Those who remained in Afghanistan and Pakistan were initially scattered among a variety of groups. Some fought on the side of Gulbuddin Hekmatyar against Ahmed Shah Massoud, but the majority joined with local commanders, who were nearly all Pashtuns. In the Pashtun pocket around Kunduz in northern Afghanistan, there was a strong Arab presence in the Saudi-based International Islamic Relief Organization. In the midnineties, as the Taliban came to power, Pakistani organizations, such as the Harakat ul-Mujahidin, took control of a number of training camps for Pakistani militants in Afghanistan’s Paktia Province. Other camps were run by Harakat ul-Ansar (HUA) and Lashkar-e-Jhangvi. The CIA believed that Harakat ul-Ansar—an Islamic extremist group used by Pakistan in its war against India in Kashmir—posed a particular threat to the United States: “Against the backdrop of possible declining support from Islamabad,” one CIA analysis concluded, “the HUA is discussing financing with sponsors of international terrorism who are virulently anti-U.S. and may encourage attacks on U.S. targets. The HUA may be seeking this assistance from such sources—including terrorist financier Usama Bin Ladin and Libyan leader Mu’ammar Qadhafi—in an attempt to offset losses resulting from the drop in Pakistani support.”21
Meanwhile, the Taliban entrusted to Osama bin Laden control of most non-Pakistani and non-Afghan militant groups. Bin Laden installed many of the senior Arab fighters in residential complexes near Jalalabad and Kandahar, including at the old USAID agriculture complex at Tarnak Farms, while the ordinary fighters were grouped together in cantonments in Kabul and Kunduz. The leaders were drawn almost entirely from the first generation of militants who had come to Afghanistan to fight the Russians.22 Disputes sometimes emerged between the Afghans and Pakistanis on one side and the Arabs on the other.

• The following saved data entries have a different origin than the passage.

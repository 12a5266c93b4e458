//! Command and argument completion
//!
//! Kickstart lines start with a command followed by its options, so the
//! first word on the line decides what to offer: before it is complete every
//! command is a candidate, afterwards the options of that command are.

use tower_lsp::lsp_types::{CompletionItem, CompletionItemKind, InsertTextFormat};

/// A kickstart command and the argument snippets offered after it.
#[derive(Debug, Clone, Copy)]
pub struct KickstartCommand {
    pub name: &'static str,
    pub detail: &'static str,
    pub arguments: &'static [&'static str],
}

const fn command(
    name: &'static str,
    detail: &'static str,
    arguments: &'static [&'static str],
) -> KickstartCommand {
    KickstartCommand {
        name,
        detail,
        arguments,
    }
}

/// Known commands, in the order they are offered.
pub static COMMANDS: &[KickstartCommand] = &[
    command("authselect", "Configure authentication", &["${1:options}"]),
    command(
        "autopart",
        "Create partitions automatically",
        &[
            "--type=${1|lvm,btrfs,plain,thinp|}",
            "--fstype=${1:xfs}",
            "--nohome",
            "--noboot",
            "--noswap",
            "--encrypted",
            "--passphrase=${1:passphrase}",
            "--luks-version=${1|luks1,luks2|}",
        ],
    ),
    command(
        "bootloader",
        "Configure the boot loader",
        &[
            "--location=${1|mbr,partition,none,boot|}",
            "--append=\"${1:args}\"",
            "--boot-drive=${1:drive}",
            "--driveorder=${1:drives}",
            "--iscrypted",
            "--password=${1:password}",
            "--timeout=${1:5}",
            "--leavebootorder",
        ],
    ),
    command("cdrom", "Install from the first optical drive", &[]),
    command(
        "clearpart",
        "Remove partitions before partitioning",
        &[
            "--all",
            "--drives=${1:drives}",
            "--initlabel",
            "--linux",
            "--none",
            "--list=${1:partitions}",
            "--disklabel=${1|gpt,msdos|}",
        ],
    ),
    command(
        "firewall",
        "Configure the firewall",
        &[
            "--enabled",
            "--disabled",
            "--service=${1:ssh}",
            "--port=${1:port}:${2|tcp,udp|}",
            "--trust=${1:device}",
            "--use-system-defaults",
        ],
    ),
    command("firstboot", "Configure Initial Setup", &["--enable", "--disable", "--reconfig"]),
    command("graphical", "Run the installation in graphical mode", &["--non-interactive"]),
    command("ignoredisk", "Ignore disks during installation", &["--drives=${1:drives}", "--only-use=${1:drives}"]),
    command("keyboard", "Set the keyboard layout", &["--vckeymap=${1:us}", "--xlayouts=${1:us}", "--switch=${1:options}"]),
    command("lang", "Set the system language", &["${1:en_US.UTF-8}", "--addsupport=${1:locales}"]),
    command(
        "logvol",
        "Create a logical volume",
        &[
            "${1:mountpoint}",
            "--vgname=${1:name}",
            "--name=${1:name}",
            "--size=${1:size}",
            "--grow",
            "--maxsize=${1:size}",
            "--fstype=${1:xfs}",
            "--percent=${1:percent}",
        ],
    ),
    command(
        "network",
        "Configure network devices",
        &[
            "--bootproto=${1|dhcp,static,ibft|}",
            "--device=${1:device}",
            "--ip=${1:address}",
            "--netmask=${1:netmask}",
            "--gateway=${1:gateway}",
            "--nameserver=${1:nameserver}",
            "--hostname=${1:hostname}",
            "--onboot=${1|yes,no|}",
            "--activate",
            "--noipv6",
        ],
    ),
    command(
        "part",
        "Create a partition",
        &[
            "${1:mountpoint}",
            "--size=${1:size}",
            "--grow",
            "--maxsize=${1:size}",
            "--ondisk=${1:disk}",
            "--fstype=${1:xfs}",
            "--asprimary",
            "--encrypted",
            "--label=${1:label}",
        ],
    ),
    command("poweroff", "Power off after installation", &[]),
    command(
        "raid",
        "Create a software RAID device",
        &["${1:mountpoint}", "--level=${1|0,1,4,5,6,10|}", "--device=${1:name}", "--fstype=${1:xfs}", "--spares=${1:count}"],
    ),
    command("reboot", "Reboot after installation", &["--eject", "--kexec"]),
    command("repo", "Add an installation repository", &["--name=${1:name}", "--baseurl=${1:url}", "--mirrorlist=${1:url}", "--cost=${1:cost}", "--install"]),
    command("rootpw", "Set the root password", &["--iscrypted", "--plaintext", "--lock", "--allow-ssh", "${1:password}"]),
    command("selinux", "Set the SELinux mode", &["--enforcing", "--permissive", "--disabled"]),
    command("services", "Enable or disable services", &["--enabled=${1:services}", "--disabled=${1:services}"]),
    command("shutdown", "Shut down after installation", &[]),
    command("skipx", "Do not configure X", &[]),
    command("sshkey", "Add an authorized SSH key", &["--username=${1:user}", "\"${1:key}\""]),
    command("text", "Run the installation in text mode", &["--non-interactive"]),
    command("timezone", "Set the system time zone", &["${1:America/New_York}", "--utc", "--nontp", "--ntpservers=${1:servers}"]),
    command("url", "Install from a remote server", &["--url=${1:url}", "--mirrorlist=${1:url}", "--proxy=${1:proxy}", "--noverifyssl"]),
    command(
        "user",
        "Create a user",
        &[
            "--name=${1:name}",
            "--groups=${1:groups}",
            "--homedir=${1:path}",
            "--password=${1:password}",
            "--iscrypted",
            "--shell=${1:/bin/bash}",
            "--uid=${1:uid}",
            "--gecos=\"${1:comment}\"",
        ],
    ),
    command("volgroup", "Create an LVM volume group", &["${1:name}", "${2:partitions}", "--pesize=${1:size}", "--useexisting", "--noformat"]),
    command("zerombr", "Initialize invalid partition tables", &[]),
    command("%packages", "Start the package selection section", &["--ignoremissing", "--nocore", "--excludedocs", "--instLangs=${1:languages}"]),
    command("%pre", "Start a pre-installation script", &["--interpreter=${1:/bin/sh}", "--erroronfail", "--log=${1:path}"]),
    command("%post", "Start a post-installation script", &["--nochroot", "--interpreter=${1:/bin/sh}", "--erroronfail", "--log=${1:path}"]),
    command("%end", "End the current section", &[]),
];

/// Look up a command by name.
pub fn find_command(name: &str) -> Option<&'static KickstartCommand> {
    COMMANDS.iter().find(|c| c.name == name)
}

/// Label shown for an argument snippet: its first word.
pub fn argument_label(argument: &str) -> &str {
    argument.split_whitespace().next().unwrap_or(argument)
}

/// Completion items for the text of a line before the cursor.
pub fn complete(line_prefix: &str) -> Vec<CompletionItem> {
    // The first word is complete once a non-space is followed by whitespace
    let has_command = line_prefix.trim_start().contains(char::is_whitespace);

    if has_command {
        let Some(word) = line_prefix.split_whitespace().next() else {
            return Vec::new();
        };
        return match find_command(word) {
            Some(command) => command.arguments.iter().map(|&arg| argument_item(arg)).collect(),
            None => Vec::new(),
        };
    }

    COMMANDS.iter().map(command_item).collect()
}

fn command_item(command: &KickstartCommand) -> CompletionItem {
    CompletionItem {
        label: command.name.to_string(),
        kind: Some(CompletionItemKind::FUNCTION),
        detail: Some(command.detail.to_string()),
        ..Default::default()
    }
}

fn argument_item(argument: &str) -> CompletionItem {
    CompletionItem {
        label: argument_label(argument).to_string(),
        kind: Some(CompletionItemKind::PROPERTY),
        insert_text: Some(argument.to_string()),
        insert_text_format: Some(InsertTextFormat::SNIPPET),
        ..Default::default()
    }
}

#[cfg(test)]
mod tests {
    use super::*;

    #[test]
    fn test_commands_offered_for_first_word() {
        let items = complete("");
        assert_eq!(items.len(), COMMANDS.len());
        assert!(items
            .iter()
            .all(|i| i.kind == Some(CompletionItemKind::FUNCTION)));

        let items = complete("   boot");
        assert_eq!(items.len(), COMMANDS.len());
    }

    #[test]
    fn test_arguments_offered_after_command() {
        let items = complete("bootloader ");
        let labels: Vec<_> = items.iter().map(|i| i.label.as_str()).collect();
        assert!(labels.contains(&"--location=${1|mbr,partition,none,boot|}"));
        assert!(labels.contains(&"--leavebootorder"));
        assert!(items
            .iter()
            .all(|i| i.kind == Some(CompletionItemKind::PROPERTY)));
        assert_eq!(
            items[0].insert_text.as_deref(),
            Some("--location=${1|mbr,partition,none,boot|}")
        );
    }

    #[test]
    fn test_unknown_command_has_no_arguments() {
        assert!(complete("bootlaoder --").is_empty());
    }

    #[test]
    fn test_argument_label() {
        assert_eq!(argument_label("--size=${1:size}"), "--size=${1:size}");
        assert_eq!(argument_label("--grow"), "--grow");
        assert_eq!(argument_label("${1:mountpoint}"), "${1:mountpoint}");
        assert_eq!(argument_label("--device=${1:dev} --activate"), "--device=${1:dev}");
        assert_eq!(argument_label("--append=\"${1:args}\""), "--append=\"${1:args}\"");
    }

    #[test]
    fn test_command_names_unique() {
        for (i, a) in COMMANDS.iter().enumerate() {
            assert!(
                COMMANDS[i + 1..].iter().all(|b| b.name != a.name),
                "duplicate command {}",
                a.name
            );
        }
    }
}
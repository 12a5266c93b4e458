use crate::diagnostics::parse_stderr;
use crate::error::{KickstartError, KsResult};
use crate::validator::Validate;
use colored::Colorize;
use notify::{RecursiveMode, Watcher};
use notify_debouncer_mini::{new_debouncer, DebounceEventResult, DebouncedEventKind};
use std::io;
use std::path::{Path, PathBuf};
use std::time::Duration;
use tower_lsp::lsp_types::Diagnostic;

/// One problem found in a file, with a 1-based line when known
#[derive(Debug, Clone, PartialEq, Eq)]
pub struct Problem {
    pub line: Option<u32>,
    pub message: String,
}

impl Problem {
    fn from_diagnostic(diagnostic: &Diagnostic) -> Self {
        Self {
            line: Some(diagnostic.range.start.line + 1),
            message: diagnostic.message.clone(),
        }
    }
}

/// Run the validator on `file` and collect what it reports.
///
/// A failing run whose output cannot be paired into diagnostics still
/// counts as one problem carrying the raw output.
pub async fn check_file(file: &Path, validator: &dyn Validate) -> KsResult<Vec<Problem>> {
    if !file.exists() {
        return Err(KickstartError::Io(io::Error::new(
            io::ErrorKind::NotFound,
            format!("File not found: {}", file.display()),
        )));
    }

    let Some(stderr) = validator.run(file).await? else {
        return Ok(Vec::new());
    };

    let problems: Vec<Problem> = parse_stderr(&stderr, None)
        .iter()
        .map(Problem::from_diagnostic)
        .collect();
    if !problems.is_empty() {
        return Ok(problems);
    }

    let raw = stderr.trim();
    Ok(vec![Problem {
        line: None,
        message: if raw.is_empty() {
            "ksvalidator rejected the file".to_string()
        } else {
            raw.to_string()
        },
    }])
}

fn print_problems(file: &Path, problems: &[Problem]) {
    if problems.is_empty() {
        println!("{} {}", "✅".green(), file.display());
        return;
    }

    println!(
        "{} {} ({} problem(s))",
        "❌".red(),
        file.display().to_string().bold(),
        problems.len()
    );
    for problem in problems {
        match problem.line {
            Some(line) => println!(
                "   {}:{}: {}",
                file.display(),
                line.to_string().yellow(),
                problem.message
            ),
            None => println!("   {}: {}", file.display(), problem.message),
        }
    }
}

/// Execute the lint command
pub async fn lint(files: Vec<PathBuf>, validator: &dyn Validate) -> KsResult<()> {
    println!("{}", "🔍 Linting kickstart files".bold().green());
    println!();

    let mut total = 0;
    for file in &files {
        let problems = check_file(file, validator).await?;
        print_problems(file, &problems);
        total += problems.len();
    }

    println!();
    if total > 0 {
        return Err(KickstartError::LintFailed { problems: total });
    }
    println!("{}", "✅ No problems found".bold().green());
    Ok(())
}

async fn run_watch_action(file: &Path, validator: &dyn Validate) {
    match check_file(file, validator).await {
        Ok(problems) => print_problems(file, &problems),
        Err(e) => eprintln!("{} {}", "❌".red(), e),
    }
}

fn is_watched(event_path: &Path, canonical_path: &Path) -> bool {
    if let Ok(event_canonical) = event_path.canonicalize() {
        if event_canonical == canonical_path {
            return true;
        }
    }
    // Editors often save by rename, so the original path may be gone
    event_path.file_name().is_some() && event_path.file_name() == canonical_path.file_name()
}

/// Execute the watch command
pub async fn watch(file: PathBuf, validator: &dyn Validate) -> KsResult<()> {
    println!("{}", "👁️  kickstart-ls - Watch Mode".bold().green());
    println!("   Watching: {}", file.display());
    println!("   Press {} to stop\n", "Ctrl+C".bold().yellow());

    if !file.exists() {
        return Err(KickstartError::Io(io::Error::new(
            io::ErrorKind::NotFound,
            format!("File not found: {}", file.display()),
        )));
    }

    let canonical_path = file.canonicalize()?;
    let parent_dir = canonical_path
        .parent()
        .ok_or_else(|| KickstartError::Watch("Cannot determine parent directory".to_string()))?;

    let (tx, mut rx) = tokio::sync::mpsc::unbounded_channel();

    // Debounce to avoid rapid-fire events during file saves
    let mut debouncer = new_debouncer(
        Duration::from_millis(200),
        move |result: DebounceEventResult| {
            let _ = tx.send(result);
        },
    )
    .map_err(|e| KickstartError::Watch(format!("Failed to create file watcher: {}", e)))?;

    debouncer
        .watcher()
        .watch(parent_dir, RecursiveMode::NonRecursive)
        .map_err(|e| KickstartError::Watch(format!("Failed to watch directory: {}", e)))?;

    println!("{}", "🔄 Initial run...".cyan());
    run_watch_action(&file, validator).await;
    println!();

    let ctrl_c = tokio::signal::ctrl_c();
    tokio::pin!(ctrl_c);

    loop {
        tokio::select! {
            _ = &mut ctrl_c => break,
            received = rx.recv() => match received {
                Some(Ok(events)) => {
                    let relevant = events.iter().any(|event| {
                        event.kind == DebouncedEventKind::Any
                            && is_watched(&event.path, &canonical_path)
                    });
                    if relevant {
                        println!("\n{}", "🔄 Change detected".cyan());
                        run_watch_action(&file, validator).await;
                        println!();
                    }
                }
                Some(Err(error)) => eprintln!("{} Watch error: {}", "❌".red(), error),
                None => break,
            },
        }
    }

    println!("{}", "Stopped watching".dimmed());
    Ok(())
}
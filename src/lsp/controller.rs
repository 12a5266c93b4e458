//! Document lifecycle and validation triggers
//!
//! Decides when a document is validated and against which file, runs the
//! validator, and publishes the translated diagnostics. Failures never leave
//! this module: a run that goes wrong publishes no diagnostics and is logged.

use std::sync::{Arc, OnceLock};

use async_trait::async_trait;
use tower_lsp::lsp_types::*;
use tracing::{debug, info, warn};

use super::capabilities::{server_capabilities, ClientFeatures};
use super::document::{line_prefix_of, DocumentSnapshot, DocumentStore};
use crate::completion;
use crate::diagnostics::parse_stderr;
use crate::error::{KickstartError, KsResult};
use crate::scratch::ScratchWorkspace;
use crate::settings::{ConfigurationSource, SettingsResolver};
use crate::validator::Validate;

/// Receiver of published diagnostics, normally the editor.
#[async_trait]
pub trait DiagnosticSink: Send + Sync {
    /// Replace the diagnostics shown for `uri`.
    async fn publish(&self, uri: Url, diagnostics: Vec<Diagnostic>, version: Option<i32>);
}

/// State fixed by the `initialize` handshake.
pub struct Session {
    pub features: ClientFeatures,
    pub validation_enabled: bool,
    pub settings: SettingsResolver,
}

pub struct DocumentController {
    validator: Arc<dyn Validate>,
    sink: Arc<dyn DiagnosticSink>,
    documents: DocumentStore,
    session: OnceLock<Session>,
}

impl DocumentController {
    pub fn new(validator: Arc<dyn Validate>, sink: Arc<dyn DiagnosticSink>) -> Self {
        Self {
            validator,
            sink,
            documents: DocumentStore::new(),
            session: OnceLock::new(),
        }
    }

    /// Negotiate capabilities and fix the session.
    ///
    /// Probes the validator; when it is missing the server still starts but
    /// declares no document sync and never validates.
    pub fn initialize(
        &self,
        capabilities: &ClientCapabilities,
        configuration: Arc<dyn ConfigurationSource>,
    ) -> ServerCapabilities {
        let features = ClientFeatures::from_capabilities(capabilities);
        let validation_enabled = self.validator.is_available();
        let settings = if features.configuration {
            SettingsResolver::per_resource(configuration)
        } else {
            SettingsResolver::global()
        };

        let session = Session {
            features,
            validation_enabled,
            settings,
        };
        if self.session.set(session).is_err() {
            warn!("Ignoring repeated initialize request");
        }

        debug!(?features, validation_enabled, "Session initialized");
        server_capabilities(&features, validation_enabled)
    }

    pub fn session(&self) -> Option<&Session> {
        self.session.get()
    }

    pub fn documents(&self) -> &DocumentStore {
        &self.documents
    }

    fn active_session(&self) -> Option<&Session> {
        self.session().filter(|s| s.validation_enabled)
    }

    pub async fn did_open(&self, params: DidOpenTextDocumentParams) {
        if self.active_session().is_none() {
            return;
        }
        let snapshot = self.documents.open(params.text_document);
        self.validate_text_document(&snapshot).await;
    }

    pub async fn did_change(&self, params: DidChangeTextDocumentParams) {
        let Some(session) = self.active_session() else {
            return;
        };
        let uri = params.text_document.uri;
        let Some(snapshot) =
            self.documents
                .change(&uri, params.content_changes, params.text_document.version)
        else {
            warn!("Change for unknown document {}", uri);
            return;
        };

        if session.settings.resolve(&uri).await.linting.lint_on_change {
            self.validate_text_document(&snapshot).await;
        }
    }

    pub async fn did_save(&self, params: DidSaveTextDocumentParams) {
        let Some(session) = self.active_session() else {
            return;
        };
        let uri = params.text_document.uri;

        if !session.settings.resolve(&uri).await.linting.lint_on_save {
            // Clear whatever an earlier run reported
            self.sink.publish(uri, Vec::new(), None).await;
            return;
        }
        self.validate_text_document_at(&uri).await;
    }

    pub async fn did_close(&self, params: DidCloseTextDocumentParams) {
        let uri = params.text_document.uri;
        self.documents.close(&uri);
        if let Some(session) = self.session() {
            session.settings.forget(&uri);
        }
    }

    pub async fn did_change_watched_files(&self, params: DidChangeWatchedFilesParams) {
        if self.active_session().is_none() {
            return;
        }
        for event in params.changes {
            if event.typ == FileChangeType::DELETED {
                continue;
            }
            self.validate_text_document_at(&event.uri).await;
        }
    }

    pub async fn did_change_configuration(&self, params: DidChangeConfigurationParams) {
        let Some(session) = self.session() else {
            return;
        };
        session.settings.configuration_changed(&params.settings).await;

        if !session.validation_enabled {
            return;
        }
        for snapshot in self.documents.snapshots() {
            self.validate_text_document(&snapshot).await;
        }
    }

    /// Completion items at `position`.
    ///
    /// Reads the file from disk when the document is not synchronized, which
    /// is the case whenever validation is disabled.
    pub async fn completion(&self, uri: &Url, position: Position) -> Vec<CompletionItem> {
        let prefix = match self.documents.get(uri) {
            Some(doc) => doc.line_prefix(position),
            None => match uri.to_file_path() {
                Ok(path) => match tokio::fs::read_to_string(&path).await {
                    Ok(text) => line_prefix_of(&text, position),
                    Err(e) => {
                        debug!("Cannot read {} for completion: {}", path.display(), e);
                        Some(String::new())
                    }
                },
                Err(()) => Some(String::new()),
            },
        };
        prefix.map(|p| completion::complete(&p)).unwrap_or_default()
    }

    /// Validate the buffer content of a document through a scratch copy and
    /// publish the result.
    pub async fn validate_text_document(&self, snapshot: &DocumentSnapshot) {
        let diagnostics = match self.buffer_diagnostics(&snapshot.uri, &snapshot.text).await {
            Ok(diagnostics) => diagnostics,
            Err(e) => {
                warn!("Validation of {} failed: {}", snapshot.uri, e);
                Vec::new()
            }
        };
        self.sink
            .publish(snapshot.uri.clone(), diagnostics, Some(snapshot.version))
            .await;
    }

    /// Validate the file `uri` names on disk and publish the result.
    pub async fn validate_text_document_at(&self, uri: &Url) {
        let diagnostics = match self.disk_diagnostics(uri).await {
            Ok(diagnostics) => diagnostics,
            Err(e) => {
                warn!("Validation of {} failed: {}", uri, e);
                Vec::new()
            }
        };
        self.sink.publish(uri.clone(), diagnostics, None).await;
    }

    async fn buffer_diagnostics(&self, uri: &Url, text: &str) -> KsResult<Vec<Diagnostic>> {
        if uri.scheme() != "file" {
            return Ok(Vec::new());
        }

        let workspace = ScratchWorkspace::create().await?;
        let input = workspace.write_input(text).await?;
        info!("Validating {} using {}", uri, input.display());
        let report = self.validator.run(&input).await;
        workspace.close().await?;

        Ok(self.translate(uri, report?))
    }

    async fn disk_diagnostics(&self, uri: &Url) -> KsResult<Vec<Diagnostic>> {
        if uri.scheme() != "file" {
            return Ok(Vec::new());
        }

        let path = uri
            .to_file_path()
            .map_err(|()| KickstartError::NonLocalUri(uri.clone()))?;
        info!("Validating file using ksvalidator: {}", path.display());
        let report = self.validator.run(&path).await?;
        Ok(self.translate(uri, report))
    }

    fn translate(&self, uri: &Url, report: Option<String>) -> Vec<Diagnostic> {
        let Some(stderr) = report else {
            return Vec::new();
        };
        let related = self
            .session()
            .is_some_and(|s| s.features.related_information);
        parse_stderr(&stderr, related.then_some(uri))
    }
}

For example, they held different opinions about praying over the body of a fallen comrade, or visiting cemeteries and honoring the dead. Foreign fighters, particularly the Arabs, considered some of the Afghan religious practices sacrilegious and tried to show them “the correct Salafi way.”23
In 1998, bin Laden formally announced the creation of a World Islamic Front for jihad against the “Crusaders” meaning the West and specifically the Americans—and the Jews. Most of those who signed on were leaders of peripheral factions who were beholden to bin Laden for financial support. They included Ayman al-Zawahiri of Egyptian Islamic Jihad; Rifa’i Ahmad Taha (also known as Abu Yasir) of the Egyptian Islamic Group; Sheikh Mir Hamzah of the Jamiat Ulema-e-Pakistan; and Fazlur Rahman of the Jihad Movement in Bangladesh. The largest of these fringe movements was the Egyptian Islamic Group, but Taha did not speak for the jailed senior leadership of his group and was later forced to rescind his group’s participation. Zawahiri also caused a split within his own Egyptian Islamic Jihad, some of whose members preferred to focus on Egypt rather than the United States.24 Bin Laden even began to talk about using weapons of mass destruction against the United States. In 1998, the U.S. State Department had “reliable intelligence that the bin Laden network has been actively seeking to acquire weapons of mass destruction—including chemical weapons—for use against U.S. interests.”25
Fighting on Multiple Fronts
Ayman al-Zawahiri and the rest of the al Qa’ida leadership were prepared for sustained struggle. In Knights Under the Prophet’s Banner, Zawahiri called for a multifaceted battle to pursue three major goals. One was to overthrow “corrupt regimes” in the Muslim world. Another was to establish sharia in these lands. And a third was to inflict significant casualties on “the western crusader” and to “get crusaders out of the lands of Islam especially from Iraq, Afghanistan and Palestine.”26
As with any movement, there were differences among al Qa’ida leaders and jihadists across the globe. For some, the United States should be a secondary, not a primary, target of military escalation. There had been some entropy in the jihadist movement by the end of the 1990s, as the regimes in Egypt, Algeria, and other Arab countries crushed their jihadist opponents.27 There were also conflicts among al Qa’ida’s national contingents. According to one of bin Laden’s former bodyguards, “there were rivalries among Al-Qa’idah members depending on their countries of origin. The Egyptians used to boast about being Egyptian. The Saudis, Yemenis, Sudanese, and Arab Maghreb citizens used to do the same thing sometimes.” This rivalry angered bin Laden, who argued that it sowed divisions and disagreements among al Qa’ida members.28 Lastly, there were disagreements about money. Zawahiri himself acknowledged the shortage of funds in a note to al Qa’ida colleagues: “Conflicts take place between us for trivial reasons, due to scarcity of resources.”29
Many of al Qa’ida’s leaders were inspired by such influential individuals as Islamic scholar Sayyid Qutb, who was hanged in Egypt on August 29, 1966. Qutb argued that anything non-Islamic was evil, that only the strict following of sharia as a complete system of morality, justice, and governance would bring significant benefits to humanity.30 Modern-day Islam, he wrote in his book Milestones, had also become corrupt, and he compared the modern Muslim states with jahiliyya. As used in the Qur’an, the term describes the state of ignorance in which Arabs were supposed to have lived before the revelation of Islam to the Prophet Muhammad at the beginning of the seventh century.31 In two of his key works, In the Shadow of the Qur’an and Signposts on the Road, Qutb pleaded for contemporary Muslims to build a new Islamic community, much as the Prophet had done a thousand years earlier.32 This meant that most Muslims could not be viewed as true Muslims.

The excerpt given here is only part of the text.